All of lore.kernel.org
 help / color / mirror / Atom feed
From: Thierry Reding <thierry.reding@gmail.com>
To: "David S. Miller" <davem@davemloft.net>,
	Jakub Kicinski <kuba@kernel.org>
Cc: Joakim Zhang <qiangqing.zhang@nxp.com>,
	Jon Hunter <jonathanh@nvidia.com>,
	Giuseppe Cavallaro <peppe.cavallaro@st.com>,
	Alexandre Torgue <alexandre.torgue@st.com>,
	Jose Abreu <joabreu@synopsys.com>,
	"netdev@vger.kernel.org" <netdev@vger.kernel.org>,
	Linux Kernel Mailing List <linux-kernel@vger.kernel.org>,
	linux-tegra <linux-tegra@vger.kernel.org>
Subject: Re: Regression v5.12-rc3: net: stmmac: re-init rx buffers when mac resume back
Date: Tue, 13 Apr 2021 18:06:39 +0200	[thread overview]
Message-ID: <YHXBj3rsEjf8Y+qn@orome.fritz.box> (raw)
In-Reply-To: <DB8PR04MB6795C779FD47D5712DAE11CDE64F9@DB8PR04MB6795.eurprd04.prod.outlook.com>

[-- Attachment #1: Type: text/plain, Size: 6333 bytes --]

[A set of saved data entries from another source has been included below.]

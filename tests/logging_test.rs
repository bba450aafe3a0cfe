//! Structured log output of the engine pipeline

mod common;

use common::*;
use pipettor_plus::engine::TipAction;
use pipettor_plus::hardware::{CommErrorCode, ControlErrorCode, ErrorCodes, SimulatedPipettor};
use pipettor_plus::labware::LabwareId;
use pipettor_plus::TransferOptions;
use std::sync::Arc;
use tracing_test::traced_test;

#[tokio::test]
#[traced_test]
async fn test_rejection_is_logged_with_operation() {
    let (engine, _sim) = connect(1, deck()).await;

    engine
        .submit(&add_medium(100.0, wells(1), TransferOptions::default()))
        .await
        .unwrap_err();

    assert!(logs_contain("Validation failed"));
    assert!(logs_contain("add_medium"));
}

#[tokio::test]
#[traced_test]
async fn test_plan_summary_is_logged() {
    let (engine, _sim) = connect(1, deck()).await;

    engine.submit(&pick_tips()).await.unwrap();

    assert!(logs_contain("Engine ready"));
    assert!(logs_contain("Plan ready"));
}

#[tokio::test]
#[traced_test]
async fn test_device_failure_is_logged_and_not_applied() {
    let codes = ErrorCodes::new(CommErrorCode::ChecksumMismatch, ControlErrorCode::None);
    let sim = Arc::new(SimulatedPipettor::new(1, 1000.0).fail_at(1, codes));
    let engine = connect_with(sim, 1, deck()).await;

    engine.submit(&pick_tips()).await.unwrap_err();

    assert!(logs_contain("Step failed"));
    assert!(logs_contain("pick_tip"));
    assert!(engine
        .holder_partition(&LabwareId::new(TIPS), TipAction::Pick)
        .unwrap()
        .candidates
        .contains(&pos(0, 0)));
}
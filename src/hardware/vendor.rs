//! Vendor Device Adapter
//!
//! Bridges the native instrument library to [`PipettorActuator`]. The native calls are
//! synchronous and report success as a boolean, with error codes read back separately;
//! [`VendorBinding`] mirrors that surface so the FFI layer can stay a thin shim.
//!
//! Every call runs on the blocking pool under the configured command timeout. A call that
//! does not return in time surfaces as a receive timeout, the same as any other failure.

use std::sync::atomic::{AtomicBool, Ordering};
use std::sync::Arc;
use std::time::Duration;

use async_trait::async_trait;
use parking_lot::Mutex;

use crate::config::PipettorConfig;
use crate::error::{HardwareError, HardwareErrorKind};
use crate::hardware::capabilities::{
    decode_position, decode_speed, Axis, CommErrorCode, ControlErrorCode, ErrorCodes,
    MovementSpeed, PipettorActuator, PistonDirection, PistonSpeed,
};

/// Raw native instrument surface.
///
/// Boolean returns mean "accepted" when `wait` is false and "executed" when it is true.
/// Polling returns the documented sentinels when a value is unavailable.
pub trait VendorBinding: Send + Sync + 'static {
    fn open(&self) -> bool;
    fn dispose(&self);
    fn is_connected(&self) -> bool;
    fn initialize_instrument(&self) -> bool;
    fn move_xy(&self, x: f64, y: f64, wait: bool) -> bool;
    fn move_z(&self, z: f64, wait: bool) -> bool;
    fn move_to_surface(&self, limit: f64, distance: f64, wait: bool) -> bool;
    /// Piston move in motor steps.
    fn aspirate(&self, steps: f64, wait: bool) -> bool;
    /// Piston move in motor steps.
    fn dispense(&self, steps: f64, wait: bool) -> bool;
    fn pick_tip(&self, limit: f64, wait: bool) -> bool;
    fn eject_tip(&self, wait: bool) -> bool;
    fn set_actuator_speed(&self, address: char, speed: u8) -> bool;
    fn set_aspirate_speed(&self, speed: u8) -> bool;
    fn set_dispense_speed(&self, speed: u8) -> bool;
    fn poll_position(&self, address: char) -> f64;
    fn poll_speed(&self, address: char, inwards: bool) -> i32;
    fn comm_error_code(&self) -> i32;
    fn control_error_code(&self) -> i32;
}

/// [`PipettorActuator`] over a native [`VendorBinding`].
pub struct VendorPipettor<B: VendorBinding> {
    binding: Arc<B>,
    name: String,
    channels: usize,
    multichannel: bool,
    steps_per_ul: f64,
    timeout: Duration,
    tip_attached: AtomicBool,
    last_codes: Mutex<ErrorCodes>,
}

impl<B: VendorBinding> VendorPipettor<B> {
    pub fn new(binding: B, config: &PipettorConfig) -> Self {
        let channels = config.channel_count();
        Self {
            binding: Arc::new(binding),
            name: format!("vendor-{channels}ch-{}ul", config.pipettor.tip_volume),
            channels,
            multichannel: config.pipettor.multichannel,
            steps_per_ul: config.steps_per_ul(),
            timeout: Duration::from_millis(config.driver.command_timeout_ms),
            tip_attached: AtomicBool::new(false),
            last_codes: Mutex::new(ErrorCodes::default()),
        }
    }

    fn read_codes(&self) -> ErrorCodes {
        let codes = ErrorCodes::from_raw(
            self.binding.comm_error_code(),
            self.binding.control_error_code(),
        );
        *self.last_codes.lock() = codes;
        codes
    }

    /// Issue one native call on the blocking pool and translate the outcome.
    async fn invoke<F>(&self, what: &'static str, wait: bool, call: F) -> Result<(), HardwareError>
    where
        F: FnOnce(&B) -> bool + Send + 'static,
    {
        if !self.binding.is_connected() {
            return Err(HardwareError::not_connected());
        }

        let binding = Arc::clone(&self.binding);
        let task = tokio::task::spawn_blocking(move || call(binding.as_ref()));
        let accepted = match tokio::time::timeout(self.timeout, task).await {
            Err(_) => {
                let err = HardwareError::timeout(format!(
                    "{what} did not complete within {} ms",
                    self.timeout.as_millis()
                ));
                *self.last_codes.lock() = err.codes;
                return Err(err);
            }
            Ok(Err(join_err)) => {
                return Err(HardwareError::protocol(format!("{what} call aborted: {join_err}")))
            }
            Ok(Ok(accepted)) => accepted,
        };

        let codes = self.read_codes();
        if accepted && codes.is_clear() {
            return Ok(());
        }
        let kind = if !accepted && !wait {
            HardwareErrorKind::CommandRejected
        } else {
            HardwareErrorKind::CommandFailed
        };
        Err(HardwareError::new(kind, codes, format!("{what} reported failure")))
    }
}

#[async_trait]
impl<B: VendorBinding> PipettorActuator for VendorPipettor<B> {
    fn name(&self) -> &str {
        &self.name
    }

    fn channel_count(&self) -> usize {
        self.channels
    }

    fn connect(&self) -> Result<(), HardwareError> {
        if self.binding.open() && self.binding.is_connected() {
            *self.last_codes.lock() = ErrorCodes::default();
            Ok(())
        } else {
            let mut codes = self.read_codes();
            if codes.is_clear() {
                codes = ErrorCodes::new(CommErrorCode::OpenFailed, ControlErrorCode::None);
            }
            Err(HardwareError::new(
                HardwareErrorKind::NotConnected,
                codes,
                "failed to open the instrument",
            ))
        }
    }

    fn disconnect(&self) {
        if self.tip_attached.load(Ordering::SeqCst) {
            tracing::warn!(device = %self.name, "Disconnecting with a tip still attached");
        }
        self.binding.dispose();
    }

    fn is_connected(&self) -> bool {
        self.binding.is_connected()
    }

    fn error_codes(&self) -> ErrorCodes {
        *self.last_codes.lock()
    }

    async fn initialize(&self) -> Result<(), HardwareError> {
        if self.tip_attached.load(Ordering::SeqCst) {
            return Err(HardwareError::protocol("eject the tip before homing"));
        }
        self.invoke("initialize", true, |b| b.initialize_instrument())
            .await
    }

    async fn move_xy(&self, x: f64, y: f64, wait: bool) -> Result<(), HardwareError> {
        self.invoke("move_xy", wait, move |b| b.move_xy(x, y, wait)).await
    }

    async fn move_z(&self, z: f64, wait: bool) -> Result<(), HardwareError> {
        self.invoke("move_z", wait, move |b| b.move_z(z, wait)).await
    }

    async fn move_to_surface(
        &self,
        limit: f64,
        distance: f64,
        wait: bool,
    ) -> Result<(), HardwareError> {
        if self.multichannel {
            return Err(HardwareError::protocol(
                "surface detection needs a tip sensor, single-channel only",
            ));
        }
        self.invoke("move_to_surface", wait, move |b| {
            b.move_to_surface(limit, distance, wait)
        })
        .await
    }

    async fn aspirate(&self, volume: f64, wait: bool) -> Result<(), HardwareError> {
        let steps = volume * self.steps_per_ul;
        self.invoke("aspirate", wait, move |b| b.aspirate(steps, wait)).await
    }

    async fn dispense(&self, volume: f64, wait: bool) -> Result<(), HardwareError> {
        let steps = volume * self.steps_per_ul;
        self.invoke("dispense", wait, move |b| b.dispense(steps, wait)).await
    }

    async fn pick_tip(&self, z_limit: f64, wait: bool) -> Result<(), HardwareError> {
        self.invoke("pick_tip", wait, move |b| b.pick_tip(z_limit, wait))
            .await?;
        self.tip_attached.store(true, Ordering::SeqCst);
        Ok(())
    }

    async fn eject_tip(&self, wait: bool) -> Result<(), HardwareError> {
        self.invoke("eject_tip", wait, move |b| b.eject_tip(wait)).await?;
        self.tip_attached.store(false, Ordering::SeqCst);
        Ok(())
    }

    async fn set_movement_speed(
        &self,
        axis: Axis,
        speed: MovementSpeed,
    ) -> Result<(), HardwareError> {
        if !axis.is_movement() {
            return Err(HardwareError::new(
                HardwareErrorKind::CommandRejected,
                ErrorCodes::new(CommErrorCode::None, ControlErrorCode::InvalidAddress),
                "piston speed is set per direction",
            ));
        }
        let address = axis.address();
        let value = speed.get();
        self.invoke("set_actuator_speed", true, move |b| {
            b.set_actuator_speed(address, value)
        })
        .await
    }

    async fn set_piston_speed(
        &self,
        direction: PistonDirection,
        speed: PistonSpeed,
    ) -> Result<(), HardwareError> {
        let value = speed.get();
        match direction {
            PistonDirection::Inward => {
                self.invoke("set_aspirate_speed", true, move |b| b.set_aspirate_speed(value))
                    .await
            }
            PistonDirection::Outward => {
                self.invoke("set_dispense_speed", true, move |b| b.set_dispense_speed(value))
                    .await
            }
        }
    }

    async fn position(&self, axis: Axis) -> Result<Option<f64>, HardwareError> {
        if !self.binding.is_connected() {
            return Err(HardwareError::not_connected());
        }
        Ok(decode_position(self.binding.poll_position(axis.address())))
    }

    async fn movement_speed(&self, axis: Axis) -> Result<Option<u8>, HardwareError> {
        if !self.binding.is_connected() {
            return Err(HardwareError::not_connected());
        }
        Ok(decode_speed(self.binding.poll_speed(axis.address(), false)))
    }

    async fn piston_speed(
        &self,
        direction: PistonDirection,
    ) -> Result<Option<u8>, HardwareError> {
        if !self.binding.is_connected() {
            return Err(HardwareError::not_connected());
        }
        let inwards = direction == PistonDirection::Inward;
        Ok(decode_speed(
            self.binding.poll_speed(Axis::P.address(), inwards),
        ))
    }

    async fn tip_attached(&self) -> Result<bool, HardwareError> {
        Ok(self.tip_attached.load(Ordering::SeqCst))
    }
}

On Tue, Apr 13, 2021 at 12:13:01PM +0000, Joakim Zhang wrote:
> 
> Hi Jon,
> 
> > -----Original Message-----
> > From: Jon Hunter <jonathanh@nvidia.com>
> > Sent: 2021年4月13日 16:41
> > To: Joakim Zhang <qiangqing.zhang@nxp.com>; Giuseppe Cavallaro
> > <peppe.cavallaro@st.com>; Alexandre Torgue <alexandre.torgue@st.com>;
> > Jose Abreu <joabreu@synopsys.com>
> > Cc: netdev@vger.kernel.org; Linux Kernel Mailing List
> > <linux-kernel@vger.kernel.org>; linux-tegra <linux-tegra@vger.kernel.org>;
> > Jakub Kicinski <kuba@kernel.org>
> > Subject: Re: Regression v5.12-rc3: net: stmmac: re-init rx buffers when mac
> > resume back
> > 
> > 
> > On 01/04/2021 17:28, Jon Hunter wrote:
> > >
> > > On 31/03/2021 12:41, Joakim Zhang wrote:
> > >
> > > ...
> > >
> > >>> In answer to your question, resuming from suspend does work on this
> > >>> board without your change. We have been testing suspend/resume now
> > >>> on this board since Linux v5.8 and so we have the ability to bisect
> > >>> such regressions. So it is clear to me that this is the change that caused
> > this, but I am not sure why.
> > >>
> > >> Yes, I know this issue is regression caused by my patch. I just want to
> > analyze the potential reasons. Due to the code change only related to the page
> > recycle and reallocate.
> > >> So I guess if this page operate need IOMMU works when IOMMU is enabled.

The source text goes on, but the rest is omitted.